[Saved entries]
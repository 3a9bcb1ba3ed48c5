//! Workload (parcours) construction.
//!
//! The workload is sampled once, before the first generation, from the
//! engine's RNG. Seeds are drawn in repeat-major, instance-minor order:
//! for every repeat, every instance in the order given. This order is part
//! of the reproducibility contract.

use super::types::{InstanceId, WorkloadEntry};
use crate::error::ConfigError;
use rand::Rng;
use serde::{Deserialize, Serialize};

/// Upper bound (exclusive) of sampled solver seeds.
pub const MAX_SEED: u64 = 2_147_483_647;

/// Number of generations after which a racing course is fully exposed.
const RACING_STAGES: usize = 10;

/// How many runs each configuration is scored on.
#[derive(Debug, Clone, Copy, PartialEq, Eq, Serialize, Deserialize)]
pub enum WorkloadPolicy {
    /// Every instance repeated `n` times, each run with its own seed.
    Repeats(usize),

    /// A course of `course_length` runs of which generation `g` uses the
    /// first `min(g * course_length / 10, course_length)`.
    ///
    /// Early generations are cheap to score, later ones thorough.
    Racing { course_length: usize },
}

impl Default for WorkloadPolicy {
    fn default() -> Self {
        WorkloadPolicy::Repeats(1)
    }
}

/// The fixed sequence of evaluation units.
#[derive(Debug, Clone, PartialEq)]
pub struct Workload {
    entries: Vec<WorkloadEntry>,
    racing: bool,
}

impl Workload {
    /// Samples a workload for the given instance set.
    pub fn build<R: Rng>(
        instances: &[InstanceId],
        policy: WorkloadPolicy,
        rng: &mut R,
    ) -> Result<Self, ConfigError> {
        if instances.is_empty() {
            return Err(ConfigError::EmptyInstanceSet);
        }

        match policy {
            WorkloadPolicy::Repeats(repeats) => {
                if repeats == 0 {
                    return Err(ConfigError::EmptyWorkload);
                }
                let mut entries = Vec::with_capacity(repeats * instances.len());
                for _ in 0..repeats {
                    for &instance in instances {
                        entries.push(WorkloadEntry {
                            instance,
                            seed: rng.random_range(0..MAX_SEED),
                        });
                    }
                }
                Ok(Self {
                    entries,
                    racing: false,
                })
            }
            WorkloadPolicy::Racing { course_length } => {
                if course_length == 0 {
                    return Err(ConfigError::EmptyWorkload);
                }
                let entries = (0..course_length)
                    .map(|i| WorkloadEntry {
                        instance: instances[i % instances.len()],
                        seed: rng.random_range(0..MAX_SEED),
                    })
                    .collect();
                Ok(Self {
                    entries,
                    racing: true,
                })
            }
        }
    }

    /// Number of runs a configuration evaluated in `generation` receives.
    pub fn len_for(&self, generation: usize) -> usize {
        let total = self.entries.len();
        if !self.racing {
            return total;
        }
        (generation.saturating_mul(total) / RACING_STAGES).clamp(1, total)
    }

    /// Runs dispatched for a configuration evaluated in `generation` (1-based).
    pub fn prefix(&self, generation: usize) -> &[WorkloadEntry] {
        &self.entries[..self.len_for(generation)]
    }

    /// The complete course.
    pub fn entries(&self) -> &[WorkloadEntry] {
        &self.entries
    }

    pub fn len(&self) -> usize {
        self.entries.len()
    }

    pub fn is_empty(&self) -> bool {
        self.entries.is_empty()
    }

    pub fn is_racing(&self) -> bool {
        self.racing
    }
}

**Exercise:** Copy, please, exactly the lines that start at the first line of the data and end at the line containing "pub const MAX_SEED: u64 = 2_147_483_647;", both kept and no others.

**Output of the exercise:**
repository 3a9bcb1ba3ed48c5
//! Workload (parcours) construction.
//!
//! The workload is sampled once, before the first generation, from the
//! engine's RNG. Seeds are drawn in repeat-major, instance-minor order:
//! for every repeat, every instance in the order given. This order is part
//! of the reproducibility contract.

use super::types::{InstanceId, WorkloadEntry};
use crate::error::ConfigError;
use rand::Rng;
use serde::{Deserialize, Serialize};

/// Upper bound (exclusive) of sampled solver seeds.
pub const MAX_SEED: u64 = 2_147_483_647;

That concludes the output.